Your task:
For the listing below, report all lines that hold the word "allowed".

Supplied material:
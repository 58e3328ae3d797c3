//! The document normalizer.
//!
//! One generic function turns a raw, possibly partial document into a
//! canonical record by walking the kind's field-spec table. Fallback is per
//! field: a document missing only `portraitImageHint` still surfaces its
//! stored `greetingName`. Nothing here fails; malformed fields degrade to the
//! default and the condition is logged.

use serde_json::{Map, Value};

use crate::coerce::{coerce_to_list, derive_excerpt, format_display_date, parse_timestamp};
use crate::defaults;
use crate::document::{Document, FieldValue, ID_FIELD, StoredDocument};
use crate::entities::ContentRecord;
use crate::enums::ContentKind;
use crate::fields::{FieldShape, FieldSpec, spec_for};

/// Normalize `raw` into a JSON object following `specs`.
///
/// Every field in `specs` is present in the output. Required fields fall back
/// to `defaults`; optional fields (`OptionalText`, `Timestamp`) are `null`
/// when neither the document nor the default has a value.
#[must_use]
pub fn normalize_fields(
    specs: &[FieldSpec],
    raw: Option<&Document>,
    defaults: &Map<String, Value>,
) -> Map<String, Value> {
    let get = |name: &str| lookup(raw, name);
    let fallback = |name: &str| defaults.get(name).cloned().unwrap_or(Value::Null);

    let mut out = Map::with_capacity(specs.len());
    for spec in specs {
        let stored = get(spec.name);
        let value = match spec.shape {
            FieldShape::Text | FieldShape::OptionalText | FieldShape::DocumentId => {
                non_blank(stored).map_or_else(|| fallback(spec.name), |s| Value::String(s.to_string()))
            }
            FieldShape::Choice(allowed) => match stored.and_then(FieldValue::as_str).map(str::trim) {
                Some(s) if allowed.contains(&s) => Value::String(s.to_string()),
                other => {
                    if let Some(s) = other {
                        tracing::warn!("Field '{}' has unsupported value {s:?}; using default", spec.name);
                    }
                    fallback(spec.name)
                }
            },
            FieldShape::List(delimiter) => match stored {
                Some(FieldValue::StringValue(_) | FieldValue::ArrayValue(_)) => Value::Array(
                    coerce_to_list(stored, delimiter)
                        .into_iter()
                        .map(Value::String)
                        .collect(),
                ),
                _ => {
                    log_malformed(spec.name, stored, "list");
                    fallback(spec.name)
                }
            },
            FieldShape::CoreValues => match stored {
                Some(FieldValue::ArrayValue(items)) => core_values(spec.name, items),
                _ => {
                    log_malformed(spec.name, stored, "array");
                    fallback(spec.name)
                }
            },
            FieldShape::Date { secondary } => {
                let created_at = parse_timestamp(get(secondary));
                if has_date(stored) || created_at.is_some() {
                    Value::String(format_display_date(stored, created_at))
                } else {
                    let default_date = fallback(spec.name)
                        .as_str()
                        .map(|s| FieldValue::StringValue(s.to_string()));
                    Value::String(format_display_date(default_date.as_ref(), None))
                }
            }
            FieldShape::Timestamp => parse_timestamp(stored)
                .map_or_else(|| fallback(spec.name), |ts| Value::String(ts.to_rfc3339())),
            FieldShape::Slug => non_blank(stored)
                .or_else(|| non_blank(get(ID_FIELD)))
                .map_or_else(|| fallback(spec.name), |s| Value::String(s.trim().to_string())),
            FieldShape::Excerpt { source, max_chars } => non_blank(stored)
                .map(str::to_string)
                .or_else(|| {
                    get(source)
                        .and_then(FieldValue::as_str)
                        .and_then(|content| derive_excerpt(content, max_chars))
                })
                .map_or_else(|| fallback(spec.name), Value::String),
        };
        out.insert(spec.name.to_string(), value);
    }
    out
}

/// Normalize a raw document of `kind` against an explicit defaults object.
#[must_use]
pub fn normalize_kind(
    kind: ContentKind,
    raw: Option<&Document>,
    defaults: &Map<String, Value>,
) -> Map<String, Value> {
    normalize_fields(spec_for(kind), raw, defaults)
}

/// Normalize a raw document into the canonical record type `T`.
///
/// `raw = None` (no document) and `raw = Some(&empty)` produce the same
/// record.
#[must_use]
pub fn normalize<T: ContentRecord>(raw: Option<&Document>, defaults: &T) -> T {
    let Value::Object(default_map) = defaults::to_json(defaults) else {
        return defaults.clone();
    };
    let normalized = normalize_kind(T::KIND, raw, &default_map);
    serde_json::from_value(Value::Object(normalized)).unwrap_or_else(|e| {
        tracing::error!(
            "Normalized {} does not match its record type ({e}); using defaults",
            T::KIND
        );
        defaults.clone()
    })
}

/// Normalize a stored document, exposing its store id as the `id` field.
#[must_use]
pub fn normalize_stored<T: ContentRecord>(doc: &StoredDocument, defaults: &T) -> T {
    normalize(Some(&doc.with_id_field()), defaults)
}

fn lookup<'a>(raw: Option<&'a Document>, name: &str) -> Option<&'a FieldValue> {
    raw.and_then(|doc| doc.get(name))
}

fn non_blank(value: Option<&FieldValue>) -> Option<&str> {
    value
        .and_then(FieldValue::as_str)
        .filter(|s| !s.trim().is_empty())
}

fn has_date(value: Option<&FieldValue>) -> bool {
    match value {
        Some(FieldValue::TimestampValue(_)) => true,
        Some(FieldValue::StringValue(s)) => !s.trim().is_empty(),
        _ => false,
    }
}

fn log_malformed(field: &str, value: Option<&FieldValue>, expected: &str) {
    if let Some(value) = value {
        tracing::warn!(
            "Field '{field}' is a {} where a {expected} was expected; using default",
            value.type_name()
        );
    }
}

/// Keep the well-formed `{title, description}` entries of a stored array.
fn core_values(field: &str, items: &[FieldValue]) -> Value {
    let mut values = Vec::with_capacity(items.len());
    for (index, item) in items.iter().enumerate() {
        let pair = item.as_map().and_then(|map| {
            let title = map.get("title").and_then(FieldValue::as_str)?;
            let description = map.get("description").and_then(FieldValue::as_str)?;
            Some((title, description))
        });
        match pair {
            Some((title, description)) => values.push(serde_json::json!({
                "title": title,
                "description": description,
            })),
            None => tracing::warn!("Dropping malformed entry {index} of '{field}'"),
        }
    }
    Value::Array(values)
}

Exercise answer:
            FieldShape::Choice(allowed) => match stored.and_then(FieldValue::as_str).map(str::trim) {
                Some(s) if allowed.contains(&s) => Value::String(s.to_string()),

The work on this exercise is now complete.